No Punishment = Faith In Humanity
In a nutshell, I have way more faith in humanity than people who believe in punishment. People who believe in punishment believe that humans are so inherently mean and selfish that we need to be hit or hurt mentally in order to fall into line. Every single parent who doesn’t punish their kids basically shows how this line of thinking is totally false. I believe the exact opposite of humans. If you point to the millions of people in prison as proof that humans are inherently destructive, I would ask how did these people grow up? Most likely being abused. Raise children in healthy, safe, nurturing environments and you more than likely are going to raise healthy and happy pro-social kids.
The Nature Of Children
Children inherently want to fit into their families and to be contributing members of their culture/society. All of my actions as a parent are based on this foundational assumption. I see discipline as a teaching role, I am continuously providing my children with information about what is expected in our family’s culture and the larger society in which they live. When I am correcting behavior, I start by connecting. I need to make sure we are connected and they are ready to hear me. I then explain how the behavior impacted other people to educate my child on how their actions affect others and to evoke my children’s innate empathy and wish to treat others well. I then offer to help them identify a safer/better behavior or they may wish to self-correct without my help.
Foundation Of Disciplining
I believe the foundation of disciplining children is based on the modeling we do as parents. If we treat our spouse or others harshly, that is what we are teaching our children to do. If we speak poorly about others, that is what we are teaching our children to do. If there is violence in the home, that is what we are teaching our children to do. Children are sponges and they soak up what we model as their parents.

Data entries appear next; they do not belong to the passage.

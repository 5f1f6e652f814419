//! Diagnostics setup.
//!
//! Diagnostics go to stderr through `tracing`; trace records are program
//! output and never pass through here. Verbosity is controlled with the
//! `JNATIVETRACER_LOG` environment variable in `EnvFilter` syntax.

use tracing_subscriber::EnvFilter;

/// Environment variable holding the diagnostics filter.
pub const LOG_ENV: &str = "JNATIVETRACER_LOG";

const DEFAULT_FILTER: &str = "jnativetracer=info";

/// Installs the stderr subscriber.
///
/// Does nothing if the embedding process already installed a global
/// subscriber, so it is safe to call on every load.
pub fn init() {
    let filter = EnvFilter::try_from_env(LOG_ENV).unwrap_or_else(|_| EnvFilter::new(DEFAULT_FILTER));

    let _ = tracing_subscriber::fmt()
        .with_env_filter(filter)
        .with_writer(std::io::stderr)
        .with_target(false)
        .with_ansi(false)
        .without_time()
        .try_init();
}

My ability to discipline my children is also highly dependent on how healthy our relationship is. This means I need to constantly be engaging in actions that improve our relationship such as paying attention to my children, actively listening to them, expressing my love for them, respecting their autonomy, and playing together/doing mutually enjoyable things together.
If I have not been respectful to my children or we are going through a rough patch in our relationship, it is going to be harder for them to take the time to listen to me. This is a sign I need to prioritize the relationship and work on connection first.
So my disciplining approach boils down to 4 focal points:
#1 Healthy Modeling By Adults and those who surround the child
#2 Assumption of the Pro-Social and empathetic nature of children
#3 Prioritize parent-child relationship
#4 Communicate clearly, offer information, and intervene only when absolutely necessary
So what does all of this look like in action?
For example, if I observe that my child is being verbally aggressive toward another child, I will ask my child to come over to me because I want to speak with them. I will get down on their level and explain my concerns using objective observations such as “I see that you are using words like ________ and _________ with your friend and I noticed that she began to cry after you said that to her. What do you think about what is happening?” I listen to their point of view. I ask if they would like help finding a new way to communicate that doesn’t hurt their friend’s feelings. If they say yes, I offer my suggestions. It is possible that they say no, in which case I would not keep them from going back to their friend. Usually what happens is that they have found their own way to remedy the situation. Just my observations can help my children notice the impact of their behavior, and being the pro-social animals that they are, they will self-correct and/or ask me for help. If they are not self-correcting and/or asking for help and they continue the behavior, I may explore if there are unmet needs or dynamics happening that I can help with. If my child seems to be overly tired or having an off day, I may suggest ending the playdate early.
No Punishment ≠ Neglectful Parenting
What I don’t do: I do not sit on the sidelines and allow my child to be verbally or physically aggressive. I do give her the chance to correct the issue herself but if I see that she cannot, I will intervene and either take her aside and spend some quality time with her to help her work out her feelings/unmet needs and/or I may end the playdate early. Both of these are not “punishments”, they are not done to give a negative reinforcement to extinguish a behavior. They are done to protect others if/when my child is unable to control her actions. I explain that once the problematic behavior stops, she can return.
There is no “time out” or removal of privileges involved, I simply remove my child from situations where she cannot control herself and in which she is harming others. I do not lecture her during that time (she is not able to absorb information when she is upset), I simply explain why I am doing what I am doing and what she needs to do to return (e.g. cease insulting others, cease harming others, etc). I rarely have to do this. When problems arise, I usually just explain how the behavior is harmful or problematic and she is able to self-correct because she is pro-social and empathetic.